I wanted to write this story because I love Rain so much I wanted her to live and I wanted to explore the dynamic between Rain and Alice. I love the idea that Rain can feel her body failing and that she's fighting it with everything she has, and also the idea that, no matter what happens, no matter if the virus wins or the antivirus, her body is being irrevocably changed, right down to the structure of her cells. She'll be the monster in the woman and who knows if she can control it. That's part of the appeal of werewolf stories for me, too, and this is just another way to explore that. I like the parallels between Rain and Alice, too, and I think they could do even more amazing things if they had more time to work together.

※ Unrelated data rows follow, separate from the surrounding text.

//! Realtime session with the speech model.
//!
//! Owns the persistent duplex socket, drives the capture pipeline, tracks
//! connection health, and reconnects with bounded exponential backoff.

pub mod backoff;
pub mod credentials;
pub mod events;
pub mod manager;
pub mod state;
pub mod transport;

pub use credentials::{CredentialProvider, RelayCredentialProvider};
pub use events::{ClientEvent, ServerEvent, ServerErrorBody, SessionProfile};
pub use manager::RealtimeSession;
pub use state::ConnectionState;
pub use transport::{RealtimeConnector, SocketHandle, WsConnector};

use std::time::Duration;

use crate::core::capture::CaptureError;

/// Error taxonomy for session operations.
#[derive(Debug, Clone, thiserror::Error)]
pub enum SessionError {
    /// The credential relay could not produce a token within the retry budget.
    #[error("Credential fetch failed: {0}")]
    CredentialFetchFailed(String),
    /// The socket did not open within the connection timeout.
    #[error("Connection timed out")]
    ConnectTimeout,
    /// The socket failed while opening or mid-session.
    #[error("Socket error: {0}")]
    SocketError(String),
    /// All reconnect attempts were exhausted; the session is terminal.
    #[error("Reconnect attempts exhausted")]
    ReconnectExhausted,
    /// An operation that requires an open socket was attempted without one.
    #[error("Not connected: {0}")]
    NotConnected(String),
    #[error(transparent)]
    Capture(#[from] CaptureError),
}

/// Discrete events surfaced to the orchestrator and UI.
///
/// Transient retries stay internal; only terminal failures and conversation
/// content cross this boundary, plus an advisory while reconnecting.
#[derive(Debug, Clone)]
pub enum SessionEvent {
    StateChanged(ConnectionState),
    /// Decoded PCM16 bytes of synthesized agent speech, for lip-sync analysis.
    AgentAudioDelta(bytes::Bytes),
    AgentTranscriptDelta(String),
    /// The agent finished one utterance; the accumulated transcript.
    AgentTranscriptDone(String),
    UserTranscriptDelta(String),
    /// The user finished one turn; the recognized transcript.
    UserTranscriptDone(String),
    /// Server VAD heard the user start speaking during a response.
    UserInterrupted,
    /// Microphone acquisition failed; the session continues text-only.
    CaptureUnavailable(String),
    /// A user turn could not be transcribed; the conversation continues.
    TranscriptionFailed(String),
    /// A server error outside the expected-noise categories.
    ServerError(String),
    /// Advisory while retrying; not a terminal state.
    Reconnecting { attempt: u32 },
    /// Terminal failure after exhausting retries.
    Failed(SessionError),
}

/// Timing and identity configuration for one session.
#[derive(Debug, Clone)]
pub struct SessionConfig {
    pub voice: String,
    pub instructions: String,
    /// Socket open deadline covering credential use and handshake
    pub connect_timeout: Duration,
    /// Cadence of staleness checks
    pub heartbeat_interval: Duration,
    /// Inbound silence that marks the connection stale
    pub stale_after: Duration,
    /// Credential fetch attempts before giving up
    pub credential_attempts: u32,
    /// Total connection attempts (initial + reconnects) before the session
    /// surfaces `ReconnectExhausted`
    pub max_connect_attempts: u32,
}

impl Default for SessionConfig {
    fn default() -> Self {
        Self {
            voice: "shimmer".to_string(),
            instructions: String::new(),
            connect_timeout: Duration::from_secs(15),
            heartbeat_interval: Duration::from_secs(10),
            stale_after: Duration::from_secs(30),
            credential_attempts: 3,
            max_connect_attempts: 5,
        }
    }
}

One ending had Rain slipping away at last, while sleeping in the same bed as Alice, and the monster left behind tearing out Alice's throat, but I thought that was dark in a way I didn't want to be, mainly that it seemed too much like punishing them for either a) being women having sex, b) being women in a horror movie, or c) being women with too much power.
However, the final line of that ending was this: Rain is almost lost to the monster, trapped in this body she cannot control, but as she sparks out and fades away, she can taste Alice - the heat of her mouth, the slick of her cunt, the bite of her blood - lingering on her tongue.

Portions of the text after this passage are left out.